对于两个不同的概率分布函数(pdf),p(x)和p(y),我有两个列表。我知道它们之间存在相关性,并希望生成联合分布p(x,y),因此我可以计算它们的互信息。
我已经进行了研究,并在统计学中发现了copula理论,显然,这就是解决我的问题的方法。但是,即使完成了copula,我也不知道如何生成p(x,y)。我已经尝试过“ copulalib”,“ copula”这两个软件包,直到现在我能达到的最好成绩是使用“ ambhas”(不过我不得不在该类中进行一些修改)。这是我的代码:
import scipy as sp
import scipy.interpolate
import numpy as np
from matplotlib import pyplot as plt
from matplotlib import rcParams
plt.rcParams.update({'font.size': 10})
rcParams.update({'figure.autolayout': True})
from ambhas.errlib import rmse, correlation
from ambhas.copula import Copula
import seaborn as sns
def log_interp1d(xx, yy, kind='linear'):
logx = np.log10(xx)
logy = np.log10(yy)
lin_interp = sp.interpolate.interp1d(logx, logy, kind=kind)
log_interp = lambda zz: np.power(10.0, lin_interp(np.log10(zz)))
return log_interp
def derivada(f,x):
dx = x[1] - x[0]
flinha = []
for i in range(1,len(f)):
flinha.append((f[i]-f[i-1])/dx)
return flinha
#interpolating logarithmic data and generating the cumulated distribution
xx = [1e-10, 0.00014, 0.00042, 0.0014, 0.0042, 0.014,0.07]

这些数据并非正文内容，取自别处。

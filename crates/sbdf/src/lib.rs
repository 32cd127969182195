//! # sbdf
//!
//! Reader and writer for SBDF, a columnar binary file format for
//! interchanging typed, metadata-rich data tables between analytics
//! tools.
//!
//! The crate streams strictly sequentially: a file header, a
//! table-metadata section, any number of table slices, and an
//! end-of-table marker. Null, error, and replaced-value semantics travel
//! as per-column sideband arrays and surface as [`Value`] envelopes.
//! Readers and writers borrow their byte source or sink and never manage
//! its lifecycle.
//!
//! ## Example
//!
//! ```rust
//! use sbdf::{
//!     ColumnMetadata, FileHeader, TableMetadata, TableMetadataBuilder, TableReader,
//!     TableWriter, Value, ValueKind,
//! };
//!
//! # fn main() -> Result<(), sbdf::Error> {
//! let mut builder = TableMetadataBuilder::new();
//! builder.add_column(ColumnMetadata::new("id", ValueKind::Int)?);
//! builder.add_column(ColumnMetadata::new("name", ValueKind::String)?);
//! let metadata = builder.build()?;
//!
//! let mut bytes = Vec::new();
//! FileHeader::write_current(&mut bytes)?;
//! metadata.write(&mut bytes)?;
//! let mut writer = TableWriter::new(&mut bytes, metadata)?;
//! writer.add_row([Value::Int(1), Value::from("ada")])?;
//! writer.add_row([Value::Int(2), Value::Invalid])?;
//! writer.write_end_of_table()?;
//!
//! let mut source = &bytes[..];
//! FileHeader::read(&mut source)?;
//! let metadata = TableMetadata::read(&mut source)?;
//! let mut reader = TableReader::new(source, metadata);
//! let values: Result<Vec<_>, _> = reader.values().collect();
//! assert_eq!(values?.len(), 4);
//! # Ok(())
//! # }
//! ```

pub mod column;
pub mod error;
pub mod metadata;
pub mod reader;
pub mod slice;
pub mod table;
pub mod writer;

pub use column::{ColumnMetadata, PROPERTY_DATA_TYPE, PROPERTY_NAME};
pub use error::{Error, FormatError, UsageError};
pub use metadata::{MetadataCollection, MetadataProperty};
pub use reader::{ColumnValues, TableReader, Values};
pub use slice::{
    ColumnSlice, TableSlice, PROPERTY_ERROR_CODE, PROPERTY_HAS_REPLACED_VALUE, PROPERTY_IS_INVALID,
};
pub use table::{TableMetadata, TableMetadataBuilder};
pub use writer::{TableWriter, SLICE_LIMIT};

pub use sbdf_format::{
    ArrayEncoding, ConvertError, Decimal128, EncodedArray, FileHeader, FromValue, SectionType,
    Value, ValueArray, ValueKind,
};
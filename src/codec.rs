// Licensed to the Apache Software Foundation (ASF) under one
// or more contributor license agreements.  See the NOTICE file
// distributed with this work for additional information
// regarding copyright ownership.  The ASF licenses this file
// to you under the Apache License, Version 2.0 (the
// "License"); you may not use this file except in compliance
// with the License.  You may obtain a copy of the License at
//
//   http://www.apache.org/licenses/LICENSE-2.0
//
// Unless required by applicable law or agreed to in writing,
// software distributed under the License is distributed on an
// "AS IS" BASIS, WITHOUT WARRANTIES OR CONDITIONS OF ANY
// KIND, either express or implied.  See the License for the
// specific language governing permissions and limitations
// under the License.

//! Byte-level framing for stored blocks.
//!
//! Every block placed in a [`DistributedStore`](crate::store::DistributedStore)
//! is wrapped in a small explicit frame:
//!
//! ```text
//! [magic: u32 LE][flags: u8][payload_len: u32 LE][payload bytes]
//! ```
//!
//! The only defined flag is `FLAG_FINAL` (bit 0), set when the block was
//! produced by a short read at end of file. Consumers treat the flag as a
//! diagnostic; terminal-block detection goes through the last-sequence
//! vector exchanged during boundary repair, never through the flag.

use crate::error::{Result, ShardlineError};

const MAGIC: u32 = 0x5348_4C42; // "SHLB"

/// Set when the block was produced by a short read at end of file.
pub const FLAG_FINAL: u8 = 0x01;

const HEADER_LEN: usize = 9;

/// A decoded view of one framed block.
#[derive(Debug, Clone, Copy, PartialEq, Eq)]
pub struct BlockFrame<'a> {
    /// Whether the producing reader hit end of file inside this block.
    pub is_final: bool,
    /// The block's raw bytes.
    pub payload: &'a [u8],
}

/// Encodes a block payload into a framed byte vector.
pub fn encode_block(payload: &[u8], is_final: bool) -> Result<Vec<u8>> {
    let len = u32::try_from(payload.len()).map_err(|_| {
        ShardlineError::Internal(format!(
            "block payload of {} bytes exceeds the frame length field",
            payload.len()
        ))
    })?;
    let mut buf = Vec::with_capacity(HEADER_LEN + payload.len());
    buf.extend_from_slice(&MAGIC.to_le_bytes());
    buf.push(if is_final { FLAG_FINAL } else { 0 });
    buf.extend_from_slice(&len.to_le_bytes());
    buf.extend_from_slice(payload);
    Ok(buf)
}

/// Decodes a framed block, validating magic, flags, and length.
pub fn decode_block(buf: &[u8]) -> Result<BlockFrame<'_>> {
    if buf.len() < HEADER_LEN {
        return Err(ShardlineError::Internal(format!(
            "block frame of {} bytes is shorter than the {HEADER_LEN} byte header",
            buf.len()
        )));
    }
    let magic = u32::from_le_bytes([buf[0], buf[1], buf[2], buf[3]]);
    if magic != MAGIC {
        return Err(ShardlineError::Internal(format!(
            "bad block frame magic {magic:#010x}"
        )));
    }
    let flags = buf[4];
    if flags & !FLAG_FINAL != 0 {
        return Err(ShardlineError::Internal(format!(
            "unknown block frame flags {flags:#04x}"
        )));
    }
    let len = u32::from_le_bytes([buf[5], buf[6], buf[7], buf[8]]) as usize;
    if buf.len() != HEADER_LEN + len {
        return Err(ShardlineError::Internal(format!(
            "block frame length mismatch: header says {len}, got {}",
            buf.len() - HEADER_LEN
        )));
    }
    Ok(BlockFrame {
        is_final: flags & FLAG_FINAL != 0,
        payload: &buf[HEADER_LEN..],
    })
}

#[cfg(test)]
mod tests {
    use super::*;

    #[test]
    fn test_encode_decode() {
        let encoded = encode_block(b"a,1\nb,2\n", true).unwrap();
        let frame = decode_block(&encoded).unwrap();
        assert!(frame.is_final);
        assert_eq!(frame.payload, b"a,1\nb,2\n");
    }

    #[test]
    fn test_empty_payload() {
        let encoded = encode_block(b"", false).unwrap();
        let frame = decode_block(&encoded).unwrap();
        assert!(!frame.is_final);
        assert!(frame.payload.is_empty());
    }

    #[test]
    fn test_rejects_truncated_frame() {
        let mut encoded = encode_block(b"abcdef", false).unwrap();
        encoded.truncate(encoded.len() - 1);
        assert!(decode_block(&encoded).is_err());
    }

    #[test]
    fn test_rejects_bad_magic() {
        let mut encoded = encode_block(b"abc", false).unwrap();
        encoded[0] ^= 0xff;
        assert!(decode_block(&encoded).is_err());
    }

    #[test]
    fn test_rejects_unknown_flags() {
        let mut encoded = encode_block(b"abc", false).unwrap();
        encoded[4] = 0x80;
        assert!(decode_block(&encoded).is_err());
    }

    #[test]
    fn test_rejects_short_header() {
        assert!(decode_block(&[0u8; 4]).is_err());
    }
}
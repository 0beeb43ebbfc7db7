// Licensed to the Apache Software Foundation (ASF) under one
// or more contributor license agreements.  See the NOTICE file
// distributed with this work for additional information
// regarding copyright ownership.  The ASF licenses this file
// to you under the Apache License, Version 2.0 (the
// "License"); you may not use this file except in compliance
// with the License.  You may obtain a copy of the License at
//
//   http://www.apache.org/licenses/LICENSE-2.0
//
// Unless required by applicable law or agreed to in writing,
// software distributed under the License is distributed on an
// "AS IS" BASIS, WITHOUT WARRANTIES OR CONDITIONS OF ANY
// KIND, either express or implied.  See the License for the
// specific language governing permissions and limitations
// under the License.

//! Cluster membership and peer communication.
//!
//! Each participating instance holds a [`ClusterContext`]: its own id, the
//! fixed cluster size, and a handle to the point-to-point
//! [`MessageChannel`]. The context is cheap to clone and is threaded
//! through every distributed operation.

pub mod channel;
pub mod collective;

use std::sync::Arc;

use crate::error::{Result, ShardlineError};

pub use channel::{LocalChannelGrid, MessageChannel};
pub use collective::{all_agree, all_reduce_max};

/// Identifies one instance in the cluster. Ids are dense: `0..instances`.
pub type InstanceId = usize;

/// One instance's view of the cluster.
#[derive(Clone)]
pub struct ClusterContext {
    instance_id: InstanceId,
    instances: usize,
    channel: Arc<dyn MessageChannel>,
}

impl ClusterContext {
    /// Creates a context for instance `instance_id` of a cluster of
    /// `instances` members communicating over `channel`.
    pub fn try_new(
        instance_id: InstanceId,
        instances: usize,
        channel: Arc<dyn MessageChannel>,
    ) -> Result<Self> {
        if instances == 0 {
            return Err(ShardlineError::Configuration(
                "cluster must have at least one instance".to_owned(),
            ));
        }
        if instance_id >= instances {
            return Err(ShardlineError::Configuration(format!(
                "instance id {instance_id} out of range for a cluster of {instances}"
            )));
        }
        Ok(Self {
            instance_id,
            instances,
            channel,
        })
    }

    /// This instance's id.
    pub fn instance_id(&self) -> InstanceId {
        self.instance_id
    }

    /// Total number of instances in the cluster.
    pub fn instances(&self) -> usize {
        self.instances
    }

    /// Sends `payload` to `to`. Self-sends are allowed and loop back.
    pub fn send_to(&self, to: InstanceId, payload: Vec<u8>) -> Result<()> {
        self.channel.send(self.instance_id, to, payload)
    }

    /// Receives the next message sent by `from` to this instance. Blocks.
    pub fn recv_from(&self, from: InstanceId) -> Result<Vec<u8>> {
        self.channel.recv(self.instance_id, from)
    }
}

impl std::fmt::Debug for ClusterContext {
    fn fmt(&self, f: &mut std::fmt::Formatter<'_>) -> std::fmt::Result {
        f.debug_struct("ClusterContext")
            .field("instance_id", &self.instance_id)
            .field("instances", &self.instances)
            .finish()
    }
}
// Licensed to the Apache Software Foundation (ASF) under one
// or more contributor license agreements.  See the NOTICE file
// distributed with this work for additional information
// regarding copyright ownership.  The ASF licenses this file
// to you under the Apache License, Version 2.0 (the
// "License"); you may not use this file except in compliance
// with the License.  You may obtain a copy of the License at
//
//   http://www.apache.org/licenses/LICENSE-2.0
//
// Unless required by applicable law or agreed to in writing,
// software distributed under the License is distributed on an
// "AS IS" BASIS, WITHOUT WARRANTIES OR CONDITIONS OF ANY
// KIND, either express or implied.  See the License for the
// specific language governing permissions and limitations
// under the License.

//! Row-wise walk over this instance's record batches.

use arrow::datatypes::SchemaRef;
use arrow::record_batch::RecordBatch;

use crate::error::{Result, ShardlineError};

/// Walks the rows of a sequence of record batches in order.
///
/// Empty batches are skipped transparently, so whenever the cursor is not
/// at the end, [`batch`](Self::batch) and [`row`](Self::row) address a
/// real row.
pub struct ArrayCursor {
    schema: SchemaRef,
    batches: Vec<RecordBatch>,
    batch_idx: usize,
    row: usize,
}

impl ArrayCursor {
    /// Creates a cursor over `batches`, all of which must carry `schema`.
    pub fn try_new(schema: SchemaRef, batches: Vec<RecordBatch>) -> Result<Self> {
        for batch in &batches {
            if batch.schema() != schema {
                return Err(ShardlineError::Internal(
                    "record batch schema does not match the save schema".to_owned(),
                ));
            }
        }
        let mut cursor = Self {
            schema,
            batches,
            batch_idx: 0,
            row: 0,
        };
        cursor.skip_empty();
        Ok(cursor)
    }

    /// Schema shared by all batches.
    pub fn schema(&self) -> SchemaRef {
        self.schema.clone()
    }

    /// Whether every row has been consumed.
    pub fn is_end(&self) -> bool {
        self.batch_idx >= self.batches.len()
    }

    /// The batch holding the current row. Must not be at the end.
    pub fn batch(&self) -> &RecordBatch {
        &self.batches[self.batch_idx]
    }

    /// Index of the current row within [`batch`](Self::batch).
    pub fn row(&self) -> usize {
        self.row
    }

    /// Position of the current row as `(batch, row)`.
    pub fn position(&self) -> (usize, usize) {
        (self.batch_idx, self.row)
    }

    /// Moves to the next row.
    pub fn advance(&mut self) {
        if self.is_end() {
            return;
        }
        self.row += 1;
        if self.row >= self.batches[self.batch_idx].num_rows() {
            self.batch_idx += 1;
            self.row = 0;
            self.skip_empty();
        }
    }

    fn skip_empty(&mut self) {
        while self.batch_idx < self.batches.len()
            && self.batches[self.batch_idx].num_rows() == 0
        {
            self.batch_idx += 1;
        }
    }
}
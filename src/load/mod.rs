// Licensed to the Apache Software Foundation (ASF) under one
// or more contributor license agreements.  See the NOTICE file
// distributed with this work for additional information
// regarding copyright ownership.  The ASF licenses this file
// to you under the Apache License, Version 2.0 (the
// "License"); you may not use this file except in compliance
// with the License.  You may obtain a copy of the License at
//
//   http://www.apache.org/licenses/LICENSE-2.0
//
// Unless required by applicable law or agreed to in writing,
// software distributed under the License is distributed on an
// "AS IS" BASIS, WITHOUT WARRANTIES OR CONDITIONS OF ANY
// KIND, either express or implied.  See the License for the
// specific language governing permissions and limitations
// under the License.

//! The distributed load path.
//!
//! Phases, each a collective across the cluster:
//!
//! 1. every reading instance splits its file into fixed blocks and puts
//!    them in the block store under `(src, seq)` coordinates;
//! 2. blocks are redistributed to their deterministic owners;
//! 3. boundary repair ([`repair`]) ships supplement fragments to
//!    predecessor coordinates and agrees on each source's last sequence;
//! 4. every instance assembles and parses its owned blocks in
//!    `(src, seq)` order into record batches ([`assembler`], [`output`]).
//!
//! Every logical line of the input appears in exactly one output chunk,
//! and within each source in file order.

pub mod assembler;
pub mod block_reader;
pub mod output;
pub mod repair;

use std::path::Path;

use arrow::datatypes::SchemaRef;
use arrow::record_batch::RecordBatch;
use log::{debug, info};

use crate::cluster::ClusterContext;
use crate::codec::{decode_block, encode_block};
use crate::config::LoadConfig;
use crate::error::{Result, ShardlineError};
use crate::store::{ChunkCoord, StoreProvider};

pub use block_reader::{Block, FixedBlockReader, LineBlockReader};
pub use output::{output_schema, RecordWriter};

const BLOCK_STORE: &str = "load.blocks";
const SUPPLEMENT_STORE: &str = "load.supplements";

/// One output chunk of the load, tagged with the block it came from.
#[derive(Debug, Clone)]
pub struct LoadedChunk {
    /// Coordinate of the assembled block.
    pub coord: ChunkCoord,
    /// The parsed records.
    pub batch: RecordBatch,
}

/// Drives the load on one instance. Every instance of the cluster must
/// call [`execute`](Self::execute) with the same configuration.
pub struct LoadExec {
    config: LoadConfig,
}

impl LoadExec {
    /// Creates the operator.
    pub fn new(config: LoadConfig) -> Self {
        Self { config }
    }

    /// Schema of every batch this operator produces.
    pub fn schema(&self) -> SchemaRef {
        output_schema(
            self.config.num_attributes(),
            self.config.split_on_dimension(),
        )
    }

    /// Runs the load and returns this instance's chunks in
    /// `(src, seq)` order.
    pub fn execute(
        &self,
        ctx: &ClusterContext,
        stores: &dyn StoreProvider,
    ) -> Result<Vec<LoadedChunk>> {
        let instances = ctx.instances();
        let me = ctx.instance_id();
        if self.config.max_source_instance() >= instances {
            return Err(ShardlineError::Configuration(format!(
                "input instance {} out of range for a cluster of {instances}",
                self.config.max_source_instance()
            )));
        }
        let blocks = stores.create(BLOCK_STORE)?;
        let supplements = stores.create(SUPPLEMENT_STORE)?;

        if let Some(path) = self.config.reader_path(me) {
            info!("instance {me} loading {}", path.display());
            let mut reader = FixedBlockReader::open(
                path,
                self.config.block_size(),
                self.config.header(),
                self.config.line_delimiter(),
            )?;
            let mut seq = 0u64;
            while let Some(block) = reader.next_block()? {
                let framed = encode_block(&block.data, block.is_final)?;
                blocks.put(ChunkCoord::block(me, seq, instances), framed)?;
                seq += 1;
            }
            debug!("instance {me} produced {seq} block(s)");
        }
        blocks.redistribute()?;

        let last_seq = repair::repair_boundaries(
            ctx,
            &*blocks,
            &*supplements,
            self.config.line_delimiter(),
        )?;

        let mut writer = RecordWriter::new(
            self.config.num_attributes(),
            self.config.attribute_delimiter(),
            self.config.chunk_size(),
            self.config.split_on_dimension(),
        );
        let mut chunks = Vec::new();
        for coord in blocks.owned_coords(me) {
            let framed = blocks.get(&coord)?.ok_or_else(|| {
                ShardlineError::Internal(format!("owned block {coord:?} is missing"))
            })?;
            let frame = decode_block(&framed)?;
            let supplement = supplements.get(&coord)?;
            let data = assembler::assemble(
                frame.payload,
                supplement.as_deref(),
                coord.seq,
                self.config.line_delimiter(),
            )?;
            let seq = i64::try_from(coord.seq).map_err(|_| {
                ShardlineError::Internal(format!(
                    "block sequence {} overflows",
                    coord.seq
                ))
            })?;
            let is_terminal = last_seq[coord.src] == seq;
            if is_terminal && data.len() <= 1 {
                continue;
            }
            assembler::parse_block(
                &data,
                is_terminal,
                self.config.line_delimiter(),
                self.config.attribute_delimiter(),
                &mut writer,
            )?;
            if let Some(batch) = writer.finish_chunk()? {
                chunks.push(LoadedChunk { coord, batch });
            }
        }
        info!("instance {me} assembled {} chunk(s)", chunks.len());
        Ok(chunks)
    }
}

/// Splits a local file into blocks of at most `lines_per_block` complete
/// lines, never cutting mid-line. Single-instance; no repair needed.
pub fn split_local(
    path: &Path,
    lines_per_block: u64,
    line_delimiter: u8,
) -> Result<Vec<Vec<u8>>> {
    let mut reader = LineBlockReader::open(path, lines_per_block, line_delimiter)?;
    let mut out = Vec::new();
    while let Some(block) = reader.next_block()? {
        out.push(block);
    }
    Ok(out)
}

yy = [1e-20, 0.125, 0.275, 0.4711, 0.775, 0.875,1]
f = log_interp1d(xx,yy)
xnew = np.linspace(xx[0], xx[-1], num=10000, endpoint=True)
fda_cerc = f(xnew) #cdf
x_cerc = xnew
xx = [1e-10, 2.1e-6,2.1e-5,2.1e-4,2.1e-3, 0.007, 0.021, 0.049, 0.07]
yy = [1e-20, 0.0583, 0.1, 0.1083, 0.5083, 0.7583, 0.9917, 0.9917, 1]
f = log_interp1d(xx,yy)
fda_imida = f(xnew) #cdf
x_imida = xnew
#generatin p(x) and p(y)
pdf_imida = np.array(derivada(fda_imida,x_imida)) #p(x)
pdf_cerconil = np.array(derivada(fda_cerc,x_cerc)) #p(y)
c = correlation(pdf_imida,pdf_cerconil)
foo = Copula(pdf_imida, pdf_cerconil, 'frank')
u,v = foo.generate_uv(9999)
plt.plot(v)
h = sns.jointplot(u,v,kind = 'kde')
plt.savefig('copulas.jpg', dpi = 400)
生成的图形与copula理论一致,但是我该怎么做才能生成p(x,y)?有简单的方法吗?